この「仕事か家庭か」という二項対立的な価値観は、性別による固定観念=ジェンダー・ステレオタイプに強く影響されています。
こうした価値観は、女性の尊厳や選択肢を狭めるだけでなく、男性にも過度なプレッシャーを与え、誰にとっても生きづらさを生んできました。
医療界においても、「家庭責任のない男性医師」が医師像の前提とされてきたこと(Kamihiro et al., 2023)から、女性医師は不利な立場に置かれ、意欲やパフォーマンスを保ちにくい環境にさらされてきました(村田, 2024)。
近年では、男性医師より女性医師のほうが医療の質が高いにも関わらず、十分な評価を受けていないというエビデンスも示されつつあります(Temkin et al., 2024)。
私は、出産後に離職を余儀なくされた経験から、学会での男女共同参画推進活動に2011年頃から関わってきました。ガラスの天井、マミートラック、リーキングパイプなど、女性のキャリアが抑圧される構造についても知識として理解しているつもりでした。
しかし、2018年に医学部入試での女性差別問題が社会問題化したとき、「女性が医師になる機会を奪われるのはおかしい」という当たり前の事実を、どこかで“仕方がないこと”と受け入れていた自分に気づき、深い衝撃を受けました。
自分の中の「当たり前」が揺らいだ瞬間でした。
あれから何が変わったのでしょうか。
医療界におけるジェンダー格差は、この30年で少しずつ改善されてきました。
医師の働き方改革が始まり、両立支援制度が整備され、産休・育休の取得も広まりました。DE&I(Diversity, Equity & Inclusion)も広く語られるようになり、各所でさまざまな取組みが進められています。
それでもなお、出産や育児による中断やブランクがあるだけで、本来の実力とは関係なく「能力が低い」とみなされてしまう現実があります(Temkin et al., 2024)。
ライフステージの変化に伴い、特に女性医師は「医師としての自分」と「個人としての自分」の間で葛藤を抱えやすく、既婚・未婚、子の有無といった違いが、女性同士の間に隔たりや対立を生んでしまうことすらあります(Matsui et al., 2019)。
いまなお、環境や周囲の無理解が、女性医師の意欲をそぎ、有形無形の“鎖”となって苦しめ続けているのです。
医師として働く力があるのに、その能力を十分に発揮できる機会が奪われ、摩擦や葛藤にエネルギーを費やしてしまうのは、あまりにももったいないことです。
こうした状況を俯瞰し、互いを理解しながらこの時代を生き抜き、現状を打開していくためには、「Wellbeing-centered Leadership」を学ぶことが一つの有効な手段ではないかと私は考えています。
一人ひとりの意識が変われば、医療界全体もきっと加速度的に変わっていくはずです。
本学会の活動を通じて、その一歩を皆さんと一緒に踏み出せることを、心から楽しみにしています。
参考文献
1. Kamihiro N, Taga F, Miyachi J, et al. Deconstructing the masculinized assumption of the medical profession: narratives of Japanese physician fathers. BMC Med Educ. 2023;23(1):857.

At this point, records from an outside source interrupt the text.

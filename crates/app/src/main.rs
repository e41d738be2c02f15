use std::{
    path::PathBuf,
    sync::{
        atomic::{AtomicBool, Ordering},
        Arc,
    },
    thread,
    time::{Duration, Instant},
};

use clap::{Parser, Subcommand};
use looper_clock_core::{ClockConfig, ClockError, LooperBank, MasterClock, Tempo};
use tracing_subscriber::EnvFilter;

fn main() -> looper_clock_core::Result<()> {
    let cli = Cli::parse();
    init_tracing(cli.verbose);

    match cli.command {
        Commands::Run {
            config,
            bpm,
            divisions,
            seconds,
        } => run_clock(config.as_ref(), bpm, divisions, seconds),
        Commands::Tempo { bpm, divisions } => print_tempo(bpm, divisions),
        Commands::CheckConfig { path } => check_config(&path),
    }
}

fn run_clock(
    config: Option<&PathBuf>,
    bpm: Option<f64>,
    divisions: Option<u32>,
    seconds: f64,
) -> looper_clock_core::Result<()> {
    let mut config = match config {
        Some(path) => ClockConfig::load(path)?,
        None => ClockConfig::default(),
    };
    if let Some(bpm) = bpm {
        config.bpm = bpm;
    }
    if let Some(divisions) = divisions {
        config.beat_divisions = divisions;
    }
    config.validate()?;

    let run_for = Duration::try_from_secs_f64(seconds)
        .map_err(|err| ClockError::msg(format!("invalid --seconds: {err}")))?;

    tracing::info!(
        bpm = config.bpm,
        beat_divisions = config.beat_divisions,
        loops = config.loops.len(),
        "starting master clock"
    );

    let clock = Arc::new(MasterClock::from_config(&config)?);
    let slots = config.loop_slots();
    for name in slots.names() {
        slots.set_active(&name, true);
    }

    clock.start()?;

    let mut bank = LooperBank::new(clock.clone());
    bank.sync(&slots, |slot| {
        let slot = slot.to_string();
        move || tracing::info!(slot = %slot, "loop iteration")
    })?;

    let done = Arc::new(AtomicBool::new(false));
    let consumer = {
        let clock = clock.clone();
        let done = done.clone();
        thread::Builder::new()
            .name("division-consumer".to_string())
            .spawn(move || consume_divisions(&clock, &done))?
    };

    thread::sleep(run_for);
    done.store(true, Ordering::Release);
    if consumer.join().is_err() {
        tracing::error!("division consumer terminated abnormally");
    }

    bank.clear();
    clock.stop();
    tracing::info!(divisions = clock.division_count(), "master clock finished");
    Ok(())
}

/// Follows the lookahead buffer the way a sequencer would.
fn consume_divisions(clock: &MasterClock, done: &AtomicBool) {
    let timeout = clock.division_duration() * 2;
    while !done.load(Ordering::Acquire) {
        if !clock.wait_for_buffer_update_timeout(timeout) {
            continue;
        }
        let Some(next) = clock.division_timestamp(-1) else {
            continue;
        };
        tracing::debug!(
            division = clock.division_count(),
            division_of_beat = clock.current_division_of_beat(),
            next_in_us = next.saturating_duration_since(Instant::now()).as_micros() as u64,
            "division"
        );
    }
}

fn print_tempo(bpm: f64, divisions: u32) -> looper_clock_core::Result<()> {
    let tempo = Tempo::new(bpm, divisions)?;
    println!(
        "{bpm} bpm / {divisions} divisions: beat {:?}, division {:?}",
        tempo.beat_duration(),
        tempo.division_duration()
    );
    Ok(())
}

fn check_config(path: &PathBuf) -> looper_clock_core::Result<()> {
    let config = ClockConfig::load(path)?;
    tracing::info!(?path, "configuration is valid");
    println!(
        "{} bpm, {} divisions, {} loop(s)",
        config.bpm,
        config.beat_divisions,
        config.loops.len()
    );
    Ok(())
}

fn init_tracing(verbose: bool) {
    let fallback = if verbose { "debug" } else { "info" };
    let _ = tracing_subscriber::fmt()
        .with_env_filter(
            EnvFilter::try_from_default_env().unwrap_or_else(|_| EnvFilter::new(fallback)),
        )
        .try_init();
}

#[derive(Parser, Debug)]
#[command(author, version, about = "Beat-synchronised clock for a looping instrument", long_about = None)]
struct Cli {
    /// Log scheduler lifecycle and every division.
    #[arg(short, long, global = true)]
    verbose: bool,

    #[command(subcommand)]
    command: Commands,
}

#[derive(Subcommand, Debug)]
enum Commands {
    /// Run the clock and every configured loop for a while.
    Run {
        /// JSON configuration file.
        #[arg(short, long)]
        config: Option<PathBuf>,
        /// Override the configured tempo.
        #[arg(long)]
        bpm: Option<f64>,
        /// Override the configured subdivisions per beat.
        #[arg(long)]
        divisions: Option<u32>,
        /// How long to run before stopping.
        #[arg(long, default_value_t = 4.0)]
        seconds: f64,
    },
    /// Print beat and division durations for a tempo.
    Tempo {
        #[arg(long)]
        bpm: f64,
        #[arg(long, default_value_t = 8)]
        divisions: u32,
    },
    /// Load and validate a configuration file.
    CheckConfig {
        /// Path to the JSON configuration.
        path: PathBuf,
    },
}
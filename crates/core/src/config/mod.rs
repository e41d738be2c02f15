use std::{collections::BTreeMap, fs, path::Path, time::Duration};

use serde::{Deserialize, Serialize};

use crate::{
    tempo::{DEFAULT_BEAT_DIVISIONS, DEFAULT_BPM},
    ClockError, LoopSlots, Result, Tempo,
};

/// Margin subtracted from the division so the tick finishes before the beat.
pub const DEFAULT_LEAD_TIME_US: u64 = 500;

/// Top-level configuration for the clock and the loopers it drives.
#[derive(Debug, Clone, PartialEq, Serialize, Deserialize)]
#[serde(default)]
pub struct ClockConfig {
    pub bpm: f64,
    pub beat_divisions: u32,
    pub lead_time_us: u64,
    /// Loop slot name to loop length in beats.
    pub loops: BTreeMap<String, f64>,
}

impl Default for ClockConfig {
    fn default() -> Self {
        Self {
            bpm: DEFAULT_BPM,
            beat_divisions: DEFAULT_BEAT_DIVISIONS,
            lead_time_us: DEFAULT_LEAD_TIME_US,
            loops: BTreeMap::new(),
        }
    }
}

impl ClockConfig {
    pub fn from_json_str(json: &str) -> Result<Self> {
        let config: Self = serde_json::from_str(json)?;
        config.validate()?;
        Ok(config)
    }

    pub fn load(path: impl AsRef<Path>) -> Result<Self> {
        let text = fs::read_to_string(path)?;
        Self::from_json_str(&text)
    }

    pub fn validate(&self) -> Result<()> {
        let tempo = self.tempo()?;
        if self.lead_time() >= tempo.division_duration() {
            return Err(ClockError::msg(format!(
                "lead time of {}us does not fit in a {:?} division",
                self.lead_time_us,
                tempo.division_duration()
            )));
        }
        for (name, beats) in &self.loops {
            if !beats.is_finite() || *beats <= 0.0 {
                return Err(ClockError::msg(format!(
                    "loop `{name}` must last a positive number of beats (got {beats})"
                )));
            }
        }
        Ok(())
    }

    pub fn tempo(&self) -> Result<Tempo> {
        Tempo::new(self.bpm, self.beat_divisions)
    }

    pub fn lead_time(&self) -> Duration {
        Duration::from_micros(self.lead_time_us)
    }

    pub fn loop_slots(&self) -> LoopSlots {
        LoopSlots::from_lengths(self.loops.iter().map(|(name, beats)| (name.clone(), *beats)))
    }
}
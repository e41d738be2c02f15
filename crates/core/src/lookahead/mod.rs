//! Short FIFO of upcoming division timestamps plus the "buffer updated"
//! signal consumers block on.

use std::{
    collections::VecDeque,
    sync::{Condvar, Mutex, MutexGuard, PoisonError},
    time::{Duration, Instant},
};

/// Number of division timestamps retained.
pub const LOOKAHEAD_CAPACITY: usize = 5;

#[derive(Debug, Default)]
struct BufferState {
    times: VecDeque<Instant>,
    updated: bool,
}

#[derive(Debug, Default)]
pub struct LookaheadBuffer {
    state: Mutex<BufferState>,
    update_signal: Condvar,
}

impl LookaheadBuffer {
    pub fn new() -> Self {
        Self::default()
    }

    /// Appends a timestamp, evicting the oldest once the buffer is full.
    pub fn push(&self, time: Instant) {
        let mut state = self.lock();
        push_bounded(&mut state.times, time);
    }

    /// Reads a buffered timestamp. Negative indices count from the end, so
    /// `-1` is the most recent push. Out-of-range reads return `None`, which
    /// callers treat as "not yet available".
    pub fn get(&self, index: isize) -> Option<Instant> {
        let state = self.lock();
        let len = state.times.len() as isize;
        let index = if index < 0 { index + len } else { index };
        if index < 0 || index >= len {
            return None;
        }
        state.times.get(index as usize).copied()
    }

    pub fn last(&self) -> Option<Instant> {
        self.lock().times.back().copied()
    }

    pub fn len(&self) -> usize {
        self.lock().times.len()
    }

    pub fn is_empty(&self) -> bool {
        self.lock().times.is_empty()
    }

    pub fn snapshot(&self) -> Vec<Instant> {
        self.lock().times.iter().copied().collect()
    }

    /// Resets the buffer to the two divisions following `start`.
    pub fn seed(&self, start: Instant, division: Duration) {
        let mut state = self.lock();
        state.times.clear();
        state.updated = false;
        push_bounded(&mut state.times, start + division);
        push_bounded(&mut state.times, start + division * 2);
    }

    /// Tick step: flags the buffer as updated, wakes every waiter and pushes
    /// `last + division - correction`. Returns the pushed timestamp.
    pub fn advance(&self, division: Duration, correction: Duration) -> Instant {
        let mut state = self.lock();
        state.updated = true;
        self.update_signal.notify_all();

        let last = state.times.back().copied().unwrap_or_else(Instant::now);
        let next = (last + division).checked_sub(correction).unwrap_or(last);
        push_bounded(&mut state.times, next);
        next
    }

    /// Blocks until the next tick. Each call consumes one update, so the
    /// following call blocks again until a later tick.
    pub fn wait_for_update(&self) {
        let state = self.lock();
        let mut state = self
            .update_signal
            .wait_while(state, |state| !state.updated)
            .unwrap_or_else(PoisonError::into_inner);
        state.updated = false;
    }

    /// Like [`wait_for_update`](Self::wait_for_update) but gives up after
    /// `timeout`. Returns whether an update was consumed.
    pub fn wait_for_update_timeout(&self, timeout: Duration) -> bool {
        let state = self.lock();
        let (mut state, _) = self
            .update_signal
            .wait_timeout_while(state, timeout, |state| !state.updated)
            .unwrap_or_else(PoisonError::into_inner);
        if !state.updated {
            return false;
        }
        state.updated = false;
        true
    }

    fn lock(&self) -> MutexGuard<'_, BufferState> {
        self.state.lock().unwrap_or_else(PoisonError::into_inner)
    }
}

fn push_bounded(times: &mut VecDeque<Instant>, time: Instant) {
    if times.len() >= LOOKAHEAD_CAPACITY {
        times.pop_front();
    }
    times.push_back(time);
}

#[cfg(test)]
mod tests {
    use super::*;
    use std::{sync::Arc, thread};

    fn times(start: Instant, count: u64) -> Vec<Instant> {
        (1..=count)
            .map(|step| start + Duration::from_millis(step * 10))
            .collect()
    }

    #[test]
    fn evicts_oldest_once_full() {
        let buffer = LookaheadBuffer::new();
        let pushed = times(Instant::now(), 7);
        for time in &pushed {
            buffer.push(*time);
        }

        assert_eq!(buffer.len(), LOOKAHEAD_CAPACITY);
        assert_eq!(buffer.get(-1), Some(pushed[6]));
        // Oldest retained is the fifth most recent push.
        assert_eq!(buffer.get(0), Some(pushed[2]));
        assert_eq!(buffer.snapshot(), pushed[2..].to_vec());
    }

    #[test]
    fn negative_and_out_of_range_indices() {
        let buffer = LookaheadBuffer::new();
        assert_eq!(buffer.get(0), None);
        assert_eq!(buffer.get(-1), None);

        let pushed = times(Instant::now(), 3);
        for time in &pushed {
            buffer.push(*time);
        }

        assert_eq!(buffer.get(-3), Some(pushed[0]));
        assert_eq!(buffer.get(-4), None);
        assert_eq!(buffer.get(2), Some(pushed[2]));
        assert_eq!(buffer.get(3), None);
    }

    #[test]
    fn seed_pushes_two_future_divisions() {
        let buffer = LookaheadBuffer::new();
        buffer.push(Instant::now());
        let start = Instant::now();
        let division = Duration::from_micros(62_500);
        buffer.seed(start, division);

        assert_eq!(buffer.snapshot(), vec![start + division, start + division * 2]);
    }

    #[test]
    fn advance_applies_correction() {
        let buffer = LookaheadBuffer::new();
        let start = Instant::now();
        let division = Duration::from_millis(50);
        buffer.seed(start, division);

        let next = buffer.advance(division, Duration::from_micros(700));
        assert_eq!(next, start + division * 3 - Duration::from_micros(700));
        assert_eq!(buffer.last(), Some(next));
    }

    #[test]
    fn waiters_consume_one_update_each() {
        let buffer = LookaheadBuffer::new();
        buffer.seed(Instant::now(), Duration::from_millis(10));

        assert!(!buffer.wait_for_update_timeout(Duration::from_millis(5)));
        buffer.advance(Duration::from_millis(10), Duration::ZERO);
        assert!(buffer.wait_for_update_timeout(Duration::from_millis(5)));
        assert!(!buffer.wait_for_update_timeout(Duration::from_millis(5)));
    }

    #[test]
    fn wait_for_update_wakes_on_advance() {
        let buffer = Arc::new(LookaheadBuffer::new());
        buffer.seed(Instant::now(), Duration::from_millis(10));

        let waiter = {
            let buffer = buffer.clone();
            thread::spawn(move || buffer.wait_for_update())
        };

        thread::sleep(Duration::from_millis(20));
        buffer.advance(Duration::from_millis(10), Duration::ZERO);
        waiter.join().expect("waiter should finish after the update");
    }
}
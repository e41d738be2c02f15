use std::{
    collections::BTreeMap,
    sync::{Arc, PoisonError, RwLock, RwLockReadGuard, RwLockWriteGuard},
};

use serde::{Deserialize, Serialize};

/// State of one named loop slot (a keypad key on the instrument).
#[derive(Debug, Clone, Copy, PartialEq, Serialize, Deserialize)]
pub struct LoopSlot {
    pub active: bool,
    /// Loop length in beats.
    pub loop_beats: f64,
}

/// Shared table of named loop slots. Clones share the same table, so the
/// input side can flip a flag that the looper side reads.
#[derive(Debug, Clone, Default)]
pub struct LoopSlots {
    shared: Arc<RwLock<BTreeMap<String, LoopSlot>>>,
}

impl LoopSlots {
    pub fn new() -> Self {
        Self::default()
    }

    /// Builds an inactive slot for every `(name, loop_beats)` pair.
    pub fn from_lengths<I, S>(lengths: I) -> Self
    where
        I: IntoIterator<Item = (S, f64)>,
        S: Into<String>,
    {
        let slots = Self::new();
        for (name, loop_beats) in lengths {
            slots.insert(name, loop_beats);
        }
        slots
    }

    /// Registers (or resets) a slot as inactive.
    pub fn insert(&self, name: impl Into<String>, loop_beats: f64) {
        self.write().insert(
            name.into(),
            LoopSlot {
                active: false,
                loop_beats,
            },
        );
    }

    /// Sets the active flag. Returns `false` when the slot does not exist.
    pub fn set_active(&self, name: &str, active: bool) -> bool {
        match self.write().get_mut(name) {
            Some(slot) => {
                slot.active = active;
                true
            }
            None => false,
        }
    }

    pub fn is_active(&self, name: &str) -> bool {
        self.read().get(name).is_some_and(|slot| slot.active)
    }

    pub fn get(&self, name: &str) -> Option<LoopSlot> {
        self.read().get(name).copied()
    }

    pub fn loop_beats(&self, name: &str) -> Option<f64> {
        self.get(name).map(|slot| slot.loop_beats)
    }

    /// Names of every active slot, in name order.
    pub fn active_slots(&self) -> Vec<String> {
        self.read()
            .iter()
            .filter(|(_, slot)| slot.active)
            .map(|(name, _)| name.clone())
            .collect()
    }

    pub fn first_active(&self) -> Option<String> {
        self.read()
            .iter()
            .find(|(_, slot)| slot.active)
            .map(|(name, _)| name.clone())
    }

    pub fn names(&self) -> Vec<String> {
        self.read().keys().cloned().collect()
    }

    pub fn len(&self) -> usize {
        self.read().len()
    }

    pub fn is_empty(&self) -> bool {
        self.read().is_empty()
    }

    fn read(&self) -> RwLockReadGuard<'_, BTreeMap<String, LoopSlot>> {
        self.shared.read().unwrap_or_else(PoisonError::into_inner)
    }

    fn write(&self) -> RwLockWriteGuard<'_, BTreeMap<String, LoopSlot>> {
        self.shared.write().unwrap_or_else(PoisonError::into_inner)
    }
}
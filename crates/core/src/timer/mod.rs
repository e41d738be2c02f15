use std::{
    collections::HashMap,
    sync::{Mutex, MutexGuard, PoisonError},
    time::{Duration, Instant},
};

#[derive(Debug, Clone, Copy)]
struct Record {
    started: Instant,
    stopped: Option<Instant>,
}

/// Named stopwatches. Starting a name that is already running restarts it;
/// a finished measurement is handed out once by [`take`](Self::take).
#[derive(Debug, Default)]
pub struct ProcessTimer {
    records: Mutex<HashMap<String, Record>>,
}

impl ProcessTimer {
    pub fn new() -> Self {
        Self::default()
    }

    pub fn start(&self, name: &str) {
        self.lock().insert(
            name.to_string(),
            Record {
                started: Instant::now(),
                stopped: None,
            },
        );
    }

    /// Stops a running stopwatch and returns the measured duration.
    pub fn stop(&self, name: &str) -> Option<Duration> {
        let mut records = self.lock();
        let record = records.get_mut(name)?;
        let stopped = Instant::now();
        record.stopped = Some(stopped);
        Some(stopped.duration_since(record.started))
    }

    /// Removes and returns a completed measurement. Running or unknown
    /// stopwatches yield `None` and stay untouched.
    pub fn take(&self, name: &str) -> Option<Duration> {
        let mut records = self.lock();
        let record = *records.get(name)?;
        let stopped = record.stopped?;
        records.remove(name);
        Some(stopped.duration_since(record.started))
    }

    /// Time since `name` was started, without stopping it.
    pub fn elapsed(&self, name: &str) -> Option<Duration> {
        self.lock().get(name).map(|record| {
            record
                .stopped
                .unwrap_or_else(Instant::now)
                .duration_since(record.started)
        })
    }

    pub fn is_running(&self, name: &str) -> bool {
        self.lock()
            .get(name)
            .is_some_and(|record| record.stopped.is_none())
    }

    fn lock(&self) -> MutexGuard<'_, HashMap<String, Record>> {
        self.records.lock().unwrap_or_else(PoisonError::into_inner)
    }
}

#[cfg(test)]
mod tests {
    use super::*;
    use std::thread;

    #[test]
    fn measures_and_hands_out_once() {
        let timer = ProcessTimer::new();
        timer.start("render");
        assert!(timer.is_running("render"));
        assert_eq!(timer.take("render"), None);

        thread::sleep(Duration::from_millis(2));
        let stopped = timer.stop("render").unwrap();
        assert!(stopped >= Duration::from_millis(2));

        assert_eq!(timer.take("render"), Some(stopped));
        assert_eq!(timer.take("render"), None);
    }

    #[test]
    fn unknown_names_are_none() {
        let timer = ProcessTimer::new();
        assert_eq!(timer.stop("missing"), None);
        assert_eq!(timer.elapsed("missing"), None);
        assert!(!timer.is_running("missing"));
    }
}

2. 村田亜紀子. 女性医師の置かれている社会的環境について. 賀來敦編. やればやるほど成功パターンが体にしみこむ医学生・医師のライフキャリアワークブック. 京都: 金芳堂; 2024. p.175–181.
3. Temkin SM, Salles A, Barr E, et al. “Women's work”: Gender and the physician workforce. Soc Sci Med. 2024;351(Suppl 1):116556.
4. Matsui T, Sato M, Kato Y, et al. Professional identity formation of female doctors in Japan – gap between the married and unmarried. BMC Med Educ. 2019;19(1):55.